Our second paper on the Gene Wiki
“>was published online
today in the journal Nucleic Acids Research. It will also be included in the 2010 Database issue in January. From the concluding paragraph of the introduction:

Here, we present an update describing the recent systematic improvements to the Gene Wiki. Moreover, we report on a retrospective analysis of Gene Wiki usage and editing. Finally, we offer some concluding remarks on general progress and challenges facing efforts to collaboratively engage the entire community of scientists.

I think there’s lots of good stuff in this paper. Read to the end and you find an interesting analysis relating the Gene Wiki to Manny Ramirez and the genetics of gray hair.

But I have to admit my favorite figure is Figure 1, because it outlines in very plain terms why community intelligence initiatives like the Gene Wiki (and BioGPS) are needed and valuable:

The top panel analyzes links from Entrez Gene to PubMed. It shows that while there are a few genes that are very well annotated in the biomedical literature, the vast majority of genes are virtually unstudied (and unannotated). The bottom panel shows an analysis of links in the opposite direction, from PubMed to Entrez Gene. Less than 4% of PubMed articles in recent years (and less than 1.5% overall) are linked to Entrez Gene. If you believe that greater than 4% of articles have relevance to human gene function, it says that the community’s curation efforts are not scaling with the rate of biomedical publishing.

The vast majority of our field’s gene annotation efforts (and gene annotation database development) is currently done by a relatively small population of scientists. I have great respect for their work, and believe strongly that there will always be a role for centralized curation authorities staffed by professional curators. But, I think it’s also unrealistic to expect even a thousand of these full-time professionals to keep abreast of all the knowledge of gene function that is currently being generated. This view is echoed by many in the curation community itself, as in this recent review article:

“Sooner or later, the research community will need to be involved in the annotation effort to scale up to the rate of data generation.”

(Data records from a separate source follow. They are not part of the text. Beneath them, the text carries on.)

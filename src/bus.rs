//! In-process message bus connecting the contexts.
//!
//! Sending a message delivers it to every current subscriber, like a runtime
//! broadcast between extension pages. Receivers filter by [`Target`].
use log::{debug, trace, warn};
use tokio::sync::broadcast::{self, error::RecvError};

use crate::{Message, Target};

const BUS_CAPACITY: usize = 64;

/// Cloneable handle on the shared broadcast channel
#[derive(Debug, Clone)]
pub struct MessageBus {
    sender: broadcast::Sender<Message>,
}

impl Default for MessageBus {
    fn default() -> Self {
        Self::new()
    }
}

impl MessageBus {
    pub fn new() -> Self {
        let (sender, _) = broadcast::channel(BUS_CAPACITY);
        Self { sender }
    }

    /// Sends `message` to every subscriber, returning how many there were.
    /// Zero subscribers is not an error.
    pub fn publish(&self, message: Message) -> usize {
        trace!("Publishing {:?}", message);
        match self.sender.send(message) {
            Ok(receivers) => receivers,
            Err(_) => {
                debug!("No context is listening; message dropped");
                0
            }
        }
    }

    /// Subscribes a context of kind `target`; it only sees messages for it.
    pub fn subscribe(&self, target: Target) -> Mailbox {
        Mailbox {
            target,
            receiver: self.sender.subscribe(),
        }
    }
}

/// Receiving end for one context
#[derive(Debug)]
pub struct Mailbox {
    target: Target,
    receiver: broadcast::Receiver<Message>,
}

impl Mailbox {
    /// Waits for the next message addressed to this context.
    /// Returns `None` once every [`MessageBus`] handle has been dropped.
    pub async fn recv(&mut self) -> Option<Message> {
        loop {
            match self.receiver.recv().await {
                Ok(message) if message.is_for(self.target) => return Some(message),
                Ok(_) => continue,
                Err(RecvError::Lagged(skipped)) => {
                    warn!("{:?} mailbox lagged, {} messages skipped", self.target, skipped);
                }
                Err(RecvError::Closed) => return None,
            }
        }
    }
}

The Gene Wiki and BioGPS of course target the Long Tail, enabling a huge population of scientists each to contribute a little bit. While these contributions are individually small, they are collectively large. These “community intelligence” initiatives are highly complementary to existing resources, and they result in tools which are useful for understanding gene function. (I’d also like to explore ways for the Gene Wiki to directly interact with the professional curators.)

I’d also be remiss if I didn’t also note the critical role online collaboration played in this effort. Of the seven coauthors on this paper, two I’ve met only once in real life, and two I’ve never met in person. We are spread over four cities, five organizations, and nine time zones. Initiating and executing this collaboration happened virtually entirely online, aided by the FriendFeed Life Scientists room and Molecular and Cellular Biology WikiProject at Wikipedia. It was an eye-opener in terms of how effective online collaboration can be done.